Шрифт:
Закладка:
4
Подводя итоги, можно сказать, что, хотя Кольриджу не удалось воздвигнуть задуманное им здание, своды которого объединяли бы философию, религию, науку, искусство, он высказал, пусть во фрагментарной, часто мистифицированной форме, верные и глубокие суждения — прежде всего об искусстве. При тщательном анализе и систематизации они складываются в определенное, хотя и не лишенное противоречий целое. Кольридж опирается на опыт философов-идеалистов предшествовавшей и современной эпохи, используя как основополагающие- их концепции, так и отдельные формулировки. Но его заимствования объясняются не столько отсутствием оригинальности, сколько подчинением его развития общим закономерностям западноевропейской философии в последние годы XVIII и первые годы XIX в.
Наиболее ценным и индивидуальным является у Кольриджа учение о поэтическом воображении, и особенно связь его с литературной критикой и собственным творчеством поэта. Соединение отвлеченных общих положений с конкретными оценками, такое проникновение в тайны поэтического искусства, какое только поэту доступно, привнесение в критику художественного начала и удивительной для тогдашнего уровня психологической науки глубины интроспекции — все это придает концепциям Кольриджа новизну и самостоятельность, которые одни только и могут объяснить серьезность влияния, оказанного им на современников и потомков.

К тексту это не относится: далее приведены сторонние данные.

//! An LSB-ordered bitmap used to track array validity.

#[derive(Debug, Clone, Default, PartialEq, Eq)]
pub struct Bitmap {
    len: usize,
    data: Vec<u8>,
}

impl Bitmap {
    pub fn new_with_all_true(len: usize) -> Self {
        Bitmap::from_bool_iter(std::iter::repeat(true).take(len))
    }

    pub fn from_bool_iter(iter: impl IntoIterator<Item = bool>) -> Self {
        let mut data = Vec::new();
        let mut len = 0;
        let mut iter = iter.into_iter().peekable();

        while iter.peek().is_some() {
            let mut byte = 0u8;
            let mut bit_len = 0;

            for idx in 0..8 {
                match iter.next() {
                    Some(true) => {
                        byte |= 1 << idx;
                        bit_len += 1;
                    }
                    Some(false) => bit_len += 1,
                    None => break,
                }
            }

            if bit_len == 0 {
                break;
            }

            data.push(byte);
            len += bit_len;
        }

        Bitmap { len, data }
    }

    pub fn len(&self) -> usize {
        self.len
    }

    pub fn is_empty(&self) -> bool {
        self.len == 0
    }

    pub fn value(&self, idx: usize) -> bool {
        let byte = self.data[idx / 8];
        (byte & (1 << (idx % 8))) != 0
    }

    pub fn popcnt(&self) -> usize {
        (0..self.len).filter(|&idx| self.value(idx)).count()
    }

    pub fn iter(&self) -> impl Iterator<Item = bool> + '_ {
        (0..self.len).map(move |idx| self.value(idx))
    }
}

impl FromIterator<bool> for Bitmap {
    fn from_iter<T: IntoIterator<Item = bool>>(iter: T) -> Self {
        Bitmap::from_bool_iter(iter)
    }
}
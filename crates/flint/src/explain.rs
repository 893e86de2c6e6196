//! Renders a bound, optimized [`LogicalPlan`] as the [`ExplainNode`] tree
//! `EXPLAIN` prints (§6). Walks the logical tree rather than the physical
//! one: a `LogicalPlan` already carries everything worth showing a caller
//! (step kind, predicate text, join keys) without paying to build and
//! immediately discard a physical pipeline.

use flint_core::expr::format_expression;
use flint_core::logical::{LogicalPlan, Step};
use flint_physical::ExplainNode;

pub fn render(plan: &LogicalPlan) -> ExplainNode {
    let children: Vec<ExplainNode> = plan.children.iter().map(render).collect();
    let node = match &plan.step {
        Step::Scan(scan) => ExplainNode::leaf("Scan").with_detail(format!("relation={}", scan.relation)),
        Step::FunctionDataset(fd) => ExplainNode::leaf("FunctionDataset").with_detail(format!("{:?}", fd.function)),
        Step::Subquery(sub) => ExplainNode::leaf("Subquery").with_detail(format!("alias={}", sub.alias)),
        Step::Filter(f) => ExplainNode::leaf("Filter").with_detail(format_expression(&f.condition)),
        Step::Join(join) => ExplainNode::leaf("Join").with_detail(format!("{:?}", join.kind)),
        Step::AggregateAndGroup(agg) => {
            ExplainNode::leaf("AggregateAndGroup").with_detail(format!("groups={}, aggregates={}", agg.groups.len(), agg.aggregates.len()))
        }
        Step::Distinct(_) => ExplainNode::leaf("Distinct"),
        Step::Project(p) => ExplainNode::leaf("Project").with_detail(format!("columns={}", p.columns.len())),
        Step::Order(o) => ExplainNode::leaf("Order").with_detail(format!("keys={}", o.order_by.len())),
        Step::Offset(o) => ExplainNode::leaf("Offset").with_detail(o.n.to_string()),
        Step::Limit(l) => ExplainNode::leaf("Limit").with_detail(l.n.to_string()),
        Step::Exit(e) => ExplainNode::leaf("Exit").with_detail(format!("columns={}", e.columns.len())),
        Step::Set(set) => ExplainNode::leaf("Set").with_detail(&set.name),
        Step::ShowColumns(show) => ExplainNode::leaf("ShowColumns").with_detail(show.table.join(".")),
        Step::ShowVariable(show) => ExplainNode::leaf("ShowVariable").with_detail(&show.name),
        Step::Explain(_) => ExplainNode::leaf("Explain"),
    };
    ExplainNode { children, ..node }
}
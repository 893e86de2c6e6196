//! The `Project` operator (§4.4): produces morsels restricted to and
//! ordered by the selected columns, plus any extra `ORDER BY` keys a later
//! `Order` node needs but that aren't themselves selected.

use std::sync::Arc;

use flint_connector::ConnectorRegistry;
use flint_core::expr::Expr;
use flint_core::logical::ProjectStep;
use flint_core::schema::ColumnId;
use flint_error::Result;
use flint_types::Morsel;

use crate::evaluator::{evaluate, EvalCache};
use crate::operator::OperatorStream;

struct ProjectStream {
    upstream: OperatorStream,
    columns: Vec<Expr>,
    schema: Vec<ColumnId>,
    registry: Arc<ConnectorRegistry>,
}

pub fn build_project(
    step: &ProjectStep,
    upstream: OperatorStream,
    schema: Vec<ColumnId>,
    registry: Arc<ConnectorRegistry>,
) -> Result<OperatorStream> {
    let columns = step.columns.iter().cloned().chain(step.order_by_columns.iter().cloned()).collect();
    Ok(Box::new(ProjectStream { upstream, columns, schema, registry }))
}

impl Iterator for ProjectStream {
    type Item = Result<Morsel>;

    fn next(&mut self) -> Option<Self::Item> {
        let morsel = match self.upstream.next()? {
            Ok(m) => m,
            Err(e) => return Some(Err(e)),
        };

        let mut cache = EvalCache::new();
        let mut out = Vec::with_capacity(self.columns.len());
        for expr in &self.columns {
            match evaluate(expr, &morsel, &self.schema, &self.registry, &mut cache) {
                Ok(arr) => out.push(arr),
                Err(e) => return Some(Err(e)),
            }
        }
        Some(Morsel::try_new(out))
    }
}
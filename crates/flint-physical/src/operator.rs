//! The physical operator contract (§4.4).
//!
//! Operators are lazy producers pulled by an executor with no async runtime
//! anywhere in scope (single-threaded, cooperative, no preemption); see
//! DESIGN.md for the reasoning behind a synchronous iterator per operator
//! rather than a push-based, polled pipeline.
//!
//! Every operator owns its upstream producer(s) and is itself one; building
//! the physical plan is just nesting these iterators bottom-up, one entry
//! point per stage, minus any poll/waker machinery a synchronous pull
//! doesn't need.

use flint_error::Result;
use flint_types::Morsel;

/// A boxed, pull-based stream of morsels. Every physical operator is, or
/// produces, one of these.
pub type OperatorStream = Box<dyn Iterator<Item = Result<Morsel>> + Send>;

/// A named node in the physical plan, for `EXPLAIN` rendering.
///
/// Operators that wrap an upstream stream in a plain `Iterator` adaptor
/// (most of them) don't need to implement this directly; the physical
/// planner wraps each stage in a [`Labeled`] as it builds the pipeline so
/// `EXPLAIN` can walk the tree without every operator struct carrying its
/// own name plumbing.
pub trait Explain {
    fn operator_name(&self) -> &'static str;
}

/// One node of the `EXPLAIN` tree the physical planner builds alongside the
/// executable pipeline (§4.1 hint validation warnings surface here too).
#[derive(Debug, Clone)]
pub struct ExplainNode {
    pub name: &'static str,
    pub detail: Option<String>,
    pub children: Vec<ExplainNode>,
}

impl ExplainNode {
    pub fn leaf(name: &'static str) -> Self {
        ExplainNode { name, detail: None, children: Vec::new() }
    }

    pub fn unary(name: &'static str, child: ExplainNode) -> Self {
        ExplainNode { name, detail: None, children: vec![child] }
    }

    pub fn with_detail(mut self, detail: impl Into<String>) -> Self {
        self.detail = Some(detail.into());
        self
    }

    /// Render as an indented text tree, the shape `SHOW`/`EXPLAIN` output
    /// takes (§6).
    pub fn render(&self) -> String {
        let mut out = String::new();
        self.render_into(&mut out, 0);
        out
    }

    fn render_into(&self, out: &mut String, depth: usize) {
        out.push_str(&"  ".repeat(depth));
        out.push_str(self.name);
        if let Some(detail) = &self.detail {
            out.push_str(" (");
            out.push_str(detail);
            out.push(')');
        }
        out.push('\n');
        for child in &self.children {
            child.render_into(out, depth + 1);
        }
    }
}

Философская оснащённость соединяется у Кольриджа с Непосредственным и горячим эстетическим чувством. В своих заметках, лекциях и даже частных письмах он пускается в исследование каждого оттенка слова. Его поиски mot juste приобретают новый смысл, так как он стремится не выполнить определенные правила, а найти слово (частное), которое бы в максимальной степени соответствовало бы выражаемому замыслу (целому, общему). Быть может, есть основания видеть в Кольридже одного из основоположников современной практической стилистики, науки о подборе слов, исходящей не из канонов, раз и навсегда установленных, а из внутренних закономерностей данного художественного произведения. Принадлежа к числу крупнейших поэтов своего времени, Кольридж придает теоретическим экскурсам живой, актуальный характер: с ним философия искусства проникает в художественную литературу. Идеи о единстве мысли, страсти, воображения, об огромном напряжении эмоций и интеллекта, необходимом для возникновения действительно убедительных и поражающих образов, выражены у Кольриджа как практически, так и теоретически.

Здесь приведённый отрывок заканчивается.